UNESCO World Heritage Site
- Official name: Funerary and memory sites of the First World War (Western Front)
- Type: Cultural
- Criteria: i, ii, vi
- Designated: 2023 (45th session)
- Reference no.: 1567-WA15

= Ploegsteert Wood Military Cemetery =

WWI CWGC cemetery in Belgium

Ploegsteert Wood Military Cemetery is a Commonwealth War Graves Commission (CWGC) burial ground for the dead of the First World War located in the Ypres Salient within Ploegsteert Wood on the Western Front in Belgium.
The cemetery grounds were assigned to the United Kingdom in perpetuity by King Albert I of Belgium in recognition of the sacrifices made by the British Empire in the defence and liberation of Belgium during the war.

==Foundation==
The cemetery was founded by enclosing a number of small cemeteries made by individual regiments.
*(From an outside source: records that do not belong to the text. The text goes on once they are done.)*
//! Trading agents and their price beliefs.
//!
//! An [`Agent`] is one economic actor bound to one system. It holds capital,
//! a cargo hold, a production/consumption [`Preference`] per commodity and a
//! [`PriceBelief`] per commodity it trades. Beliefs are ranges: a filled
//! order pulls the range toward the price actually paid, an unfilled one
//! widens it and shifts it toward the published price.

use std::collections::BTreeMap;

use rust_decimal::Decimal;
use serde::{Deserialize, Serialize};
use starlane_types::{AgentId, Commodity};
use starlane_world::RandomStream;

use crate::inventory;

/// Basis points in one whole, the resolution of belief draws.
const DRAW_RESOLUTION: u32 = 10_000;

/// Lowest price an agent will ever quote.
const MIN_QUOTE: Decimal = Decimal::from_parts(1, 0, 0, false, 2);

/// Range of prices an agent considers fair for one commodity.
#[derive(Debug, Clone, Copy, PartialEq, Eq, Serialize, Deserialize)]
pub struct PriceBelief {
    /// Lowest fair price.
    pub low: Decimal,
    /// Highest fair price.
    pub high: Decimal,
}

impl PriceBelief {
    /// A range of `price * (1 +/- spread)`.
    pub fn around(price: Decimal, spread: Decimal) -> Self {
        let half = price.saturating_mul(spread);
        Self {
            low: price.saturating_sub(half).max(MIN_QUOTE).round_dp(4),
            high: price.saturating_add(half).max(MIN_QUOTE).round_dp(4),
        }
    }

    /// Centre of the range.
    pub fn mean(&self) -> Decimal {
        self.low
            .saturating_add(self.high)
            .checked_div(Decimal::TWO)
            .unwrap_or(self.low)
    }

    /// Width of the range.
    pub fn width(&self) -> Decimal {
        self.high.saturating_sub(self.low)
    }

    /// Uniform quote from the range, rounded to cents.
    pub fn draw(&self, stream: &mut RandomStream) -> Decimal {
        let step = Decimal::new(i64::from(stream.range_u32(0, DRAW_RESOLUTION)), 4);
        self.low
            .saturating_add(self.width().saturating_mul(step))
            .round_dp(2)
            .max(MIN_QUOTE)
    }

    /// Move both bounds a fraction `rate` toward `observed`.
    pub fn narrow(&mut self, observed: Decimal, rate: Decimal) {
        let toward = |bound: Decimal| {
            bound
                .saturating_add(observed.saturating_sub(bound).saturating_mul(rate))
                .round_dp(4)
        };
        self.low = toward(self.low).max(MIN_QUOTE);
        self.high = toward(self.high).max(self.low);
    }

    /// Widen by `rate * published` and shift the centre a fraction `rate`
    /// toward `published`.
    pub fn widen(&mut self, published: Decimal, rate: Decimal) {
        let shift = published.saturating_sub(self.mean()).saturating_mul(rate);
        let half = published
            .saturating_mul(rate)
            .checked_div(Decimal::TWO)
            .unwrap_or(Decimal::ZERO);
        self.low = self
            .low
            .saturating_add(shift)
            .saturating_sub(half)
            .max(MIN_QUOTE)
            .round_dp(4);
        self.high = self
            .high
            .saturating_add(shift)
            .saturating_add(half)
            .round_dp(4)
            .max(self.low);
    }
}

/// What an agent does with a commodity each tick.
#[derive(Debug, Clone, Copy, Default, PartialEq, Eq, Serialize, Deserialize)]
pub struct Preference {
    /// Units made per tick. Producers sell surplus above target.
    pub produce: u32,
    /// Units used per tick. Consumers buy up to target.
    pub consume: u32,
}

/// One economic actor in one system.
#[derive(Debug, Clone, PartialEq, Eq, Serialize, Deserialize)]
pub struct Agent {
    /// Stable identifier, scoped to the agent's system.
    pub id: AgentId,
    /// Template the agent was drawn from.
    pub template: String,
    /// Ship class flown.
    pub ship: String,
    /// Cargo hold size in units.
    pub cargo_capacity: u32,
    /// Money on hand.
    pub capital: Decimal,
    /// Goods aboard.
    pub inventory: BTreeMap<Commodity, u32>,
    /// Per-commodity production and consumption.
    pub preferences: BTreeMap<Commodity, Preference>,
    /// Per-commodity fair price ranges.
    pub beliefs: BTreeMap<Commodity, PriceBelief>,
    /// Holding the agent steers toward for every commodity it trades.
    pub target_stock: u32,
}

impl Agent {
    /// Units of `commodity` aboard.
    pub fn holding(&self, commodity: Commodity) -> u32 {
        inventory::holding(&self.inventory, commodity)
    }

    /// Unused cargo space.
    pub fn free_cargo(&self) -> u32 {
        inventory::free_capacity(&self.inventory, self.cargo_capacity)
    }

    /// Whether the agent's capital is at or above `floor`.
    pub fn is_solvent(&self, floor: Decimal) -> bool {
        self.capital >= floor
    }

    /// Units short of target for a consumed commodity.
    pub fn deficit(&self, commodity: Commodity) -> u32 {
        match self.preferences.get(&commodity) {
            Some(preference) if preference.consume > 0 => {
                self.target_stock.saturating_sub(self.holding(commodity))
            }
            _ => 0,
        }
    }

    /// Units above target for a produced commodity.
    pub fn surplus(&self, commodity: Commodity) -> u32 {
        match self.preferences.get(&commodity) {
            Some(preference) if preference.produce > 0 => {
                self.holding(commodity).saturating_sub(self.target_stock)
            }
            _ => 0,
        }
    }

    /// Belief for `commodity`, seeded around `published` if the agent has
    /// none yet.
    pub fn belief_mut(
        &mut self,
        commodity: Commodity,
        published: Decimal,
        spread: Decimal,
    ) -> &mut PriceBelief {
        self.beliefs
            .entry(commodity)
            .or_insert_with(|| PriceBelief::around(published, spread))
    }
}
The grounds were established in December 1914 as the "Somerset Light Infantry Cemetery", expanding in April 1915 when the "Bucks Cemetery" was started by the Oxfordshire and Buckinghamshire Light Infantry

A further cemetery was established by the Gloucesters and the Loyal North Lancs regiments in October 1915, named "Canadian Cemetery, Strand" after its 28 Canadian graves and the nearby Strand trench. The cemetery was used by New Zealanders in 1917.

It fell into German hands on 10 April 1918 and remained occupied until 29 September, when the Hundred Days Offensive swept fighting out of the Salient.

The cemetery was designed by W H Cowlishaw.